The probe has further exposed that no parties were organised at the Carlton when DSK was travelling out of the country as head of the IMF and even later; another proof, say the investigators, that he had been the key figure, most likely the mastermind, behind these revelries though he was careful enough to use other people’s names to organise the events.

When questioned, many of DSK’s ‘invitees’ disclosed they were often beaten or tortured during the orgies that followed drinks and drugs; they all admitted they were paid well for their performances.

This inevitably brings to mind the Marquis de Sade.

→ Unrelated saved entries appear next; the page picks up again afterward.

//! Planner：持有 LLM 与已填充的 system prompt
//!
//! 每次规划发送两条消息：system（指令模板）+ assistant（对话记忆渲染出的上下文与种子行）。

use std::sync::Arc;

use crate::core::AgentError;
use crate::llm::LlmClient;
use crate::memory::Message;

pub struct Planner {
    llm: Arc<dyn LlmClient>,
    system_prompt: String,
}

impl Planner {
    pub fn new(llm: Arc<dyn LlmClient>, system_prompt: impl Into<String>) -> Self {
        Self {
            llm,
            system_prompt: system_prompt.into(),
        }
    }

    pub fn system_prompt(&self) -> &str {
        &self.system_prompt
    }

    /// 以 context 作为 assistant 消息请求下一步补全
    pub async fn plan(&self, context: &str) -> Result<String, AgentError> {
        let messages = [
            Message::system(self.system_prompt.as_str()),
            Message::assistant(context),
        ];
        tracing::debug!(context = %context, "PLAN -- plan message");
        let completion = self.llm.complete(&messages).await?;
        tracing::debug!(completion = %completion, "PLAN -- completion");
        Ok(completion)
    }
}
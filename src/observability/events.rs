//! 引擎过程事件：循环迭代、LLM 调用、工具调用、任务周期、抽取修复
//!
//! 引擎持有可选的 EventSink；接收端被丢弃时发送失败直接忽略。

use serde::Serialize;
use tokio::sync::mpsc::UnboundedSender;

/// 单个过程事件（可序列化为带 type 标签的 JSON）
#[derive(Debug, Clone, PartialEq, Serialize)]
#[serde(tag = "type", rename_all = "snake_case")]
pub enum EngineEvent {
    /// 第 iteration 次 Act 开始（从 1 开始）
    IterationStart { iteration: usize, max_iterations: usize },
    IterationEnd { iteration: usize },
    /// 发起 LLM 调用；purpose 如 plan / execute / generate / prioritize / extract / repair
    OracleCallStart { purpose: String },
    OracleCallEnd { purpose: String, ok: bool },
    ToolCall { tool: String, argument: String },
    Observation { tool: String, preview: String },
    /// 循环结束并得到最终回复
    Finished { answer: String },
    TaskStarted { task: String },
    TaskCompleted { task: String, result_preview: String },
    /// 本轮去重后追加的新任务数与队列长度
    TasksGenerated { added: usize, pending: usize },
    QueueReprioritized { pending: usize },
    ExtractionRepair { attempt: u32, reason: String },
}

/// 可选事件通道
#[derive(Debug, Clone, Default)]
pub struct EventSink {
    tx: Option<UnboundedSender<EngineEvent>>,
}

impl EventSink {
    pub fn new(tx: UnboundedSender<EngineEvent>) -> Self {
        Self { tx: Some(tx) }
    }

    pub fn none() -> Self {
        Self::default()
    }

    pub fn emit(&self, event: EngineEvent) {
        if let Some(tx) = &self.tx {
            let _ = tx.send(event);
        }
    }
}

/// 事件中的文本预览长度
pub const PREVIEW_CHARS: usize = 200;

pub fn preview(text: &str) -> String {
    if text.chars().count() > PREVIEW_CHARS {
        format!("{}...", text.chars().take(PREVIEW_CHARS).collect::<String>())
    } else {
        text.to_string()
    }
}

#[cfg(test)]
mod tests {
    use super::*;

    #[test]
    fn test_event_serializes_with_type_tag() {
        let ev = EngineEvent::ToolCall {
            tool: "Search".to_string(),
            argument: "weather".to_string(),
        };
        let json = serde_json::to_value(&ev).unwrap();
        assert_eq!(json["type"], "tool_call");
        assert_eq!(json["tool"], "Search");
    }

    #[test]
    fn test_dropped_receiver_is_ignored() {
        let (tx, rx) = tokio::sync::mpsc::unbounded_channel();
        let sink = EventSink::new(tx);
        drop(rx);
        sink.emit(EngineEvent::IterationEnd { iteration: 1 });
        EventSink::none().emit(EngineEvent::IterationEnd { iteration: 1 });
    }

    #[test]
    fn test_preview_truncates() {
        assert_eq!(preview("short"), "short");
        assert!(preview(&"y".repeat(500)).ends_with("..."));
    }
}
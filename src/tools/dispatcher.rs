//! 工具分发器
//!
//! 持有 ToolRegistry，dispatch(name, argument) 按名解析并调用工具：
//! 未注册的名字为 UnknownTool，工具自身失败原样包装为 ToolExecutionFailed，不做任何重试；
//! 每次调用输出结构化审计日志（JSON）。超时属于各工具自身（如 HTTP 客户端超时）。

use std::sync::Arc;
use std::time::Instant;

use crate::core::AgentError;
use crate::observability::events::preview;
use crate::tools::{Tool, ToolRegistry};

/// 工具分发器
#[derive(Clone)]
pub struct ToolDispatcher {
    registry: ToolRegistry,
}

impl ToolDispatcher {
    pub fn new(registry: ToolRegistry) -> Self {
        Self { registry }
    }

    pub fn registry(&self) -> &ToolRegistry {
        &self.registry
    }

    pub fn tool_names(&self) -> Vec<String> {
        self.registry.tool_names()
    }

    pub fn get_tool(&self, name: &str) -> Option<Arc<dyn Tool>> {
        self.registry.get(name)
    }

    /// 解析并调用工具，返回 Observation 文本
    pub async fn dispatch(&self, tool_name: &str, argument: &str) -> Result<String, AgentError> {
        let tool = self
            .registry
            .get(tool_name)
            .ok_or_else(|| AgentError::UnknownTool(tool_name.to_string()))?;

        let start = Instant::now();
        let result = tool.invoke(argument).await;

        let audit = serde_json::json!({
            "event": "tool_audit",
            "tool": tool_name,
            "provenance": tool.provenance().to_string(),
            "ok": result.is_ok(),
            "duration_ms": start.elapsed().as_millis() as u64,
            "argument_preview": preview(argument),
        });
        tracing::info!(audit = %audit, "tool");

        result.map_err(|message| AgentError::ToolExecutionFailed {
            tool: tool_name.to_string(),
            message,
        })
    }
}
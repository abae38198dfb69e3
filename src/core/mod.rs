//! 核心：错误类型、引擎能力接口、组件构建器

pub mod builder;
pub mod error;
pub mod executor;

pub use builder::{create_agent_builder, AgentBuilder, AgentComponents};
pub use error::AgentError;
pub use executor::Executor;
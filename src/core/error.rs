//! Agent 错误类型
//!
//! 除结构化抽取的修复重试外，不做任何本地恢复：所有错误直接向调用方传播。

use thiserror::Error;

use crate::llm::LlmError;

/// Agent 运行过程中可能出现的错误（LLM、解析、工具、抽取、步数上限等）
#[derive(Error, Debug)]
pub enum AgentError {
    /// LLM 调用失败（传输层重试已耗尽）
    #[error("LLM error: {0}")]
    LlmError(#[from] LlmError),

    /// 输出中找不到合法的 `Action:` / `Component:` 行；携带原始文本
    #[error("Could not parse {kind} text: {text}")]
    ParseFailure { kind: &'static str, text: String },

    #[error("Could not find tool: {0}")]
    UnknownTool(String),

    #[error("Could not find component: {0}")]
    UnknownComponent(String),

    /// 工具自身失败，消息原样保留
    #[error("Tool {tool} failed: {message}")]
    ToolExecutionFailed { tool: String, message: String },

    /// 组件渲染失败，消息原样保留
    #[error("Component {component} failed to render: {message}")]
    ComponentRenderFailed { component: String, message: String },

    #[error("Extraction failed after {attempts} attempts: {reason}")]
    ExtractionFailed { attempts: u32, reason: String },

    #[error("Max iterations reached: {0}")]
    MaxIterationsExceeded(usize),

    #[error("Memory error: {0}")]
    Memory(String),

    #[error("Config error: {0}")]
    ConfigError(String),
}

impl AgentError {
    pub fn parse_failure(kind: &'static str, text: impl Into<String>) -> Self {
        Self::ParseFailure {
            kind,
            text: text.into(),
        }
    }
}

Donatien Alphonse François of Sade was born in an aristocratic family in 1740. He had wealth, power and influence enough to live a luxurious lifestyle; but his mind was set, from a very young age, exclusively on sexual pleasure that included causing physical pain to his partners, both male and female; hence the words “sadism” and “sadist” that exist in all the European languages today and can be called his veritable cultural legacy.

With a family background like his, Sade could have easily indulged in his fantasies, no matter how bizarre, had he opted for a discrete behaviour; but his practices were so excessively outrageous that even his powerful and wealthy relatives and friends were unable to deter the police from arresting him time and again. On most occasions his incarceration followed complaints of torture and violence.

The Marquis de Sade lived to be 74, a figure that stands out uneasily and disproportionately when you think that 32 of these years were spent in various prisons of France, including 10 in the fort of Bastille in Paris that was reserved for the most dangerous enemies of the State and was later demolished by the revolutionary crowd as the symbol of tyranny.

During these three decades behind bars Sade wrote more than 15 books —novels, plays, poetry and essays; brilliant oeuvres if you take into consideration their literary merit, but pure horrors when you go into the gory details of sexual pleasure through physical torment; his essays were mainly vociferous diatribes against monarchy and religion.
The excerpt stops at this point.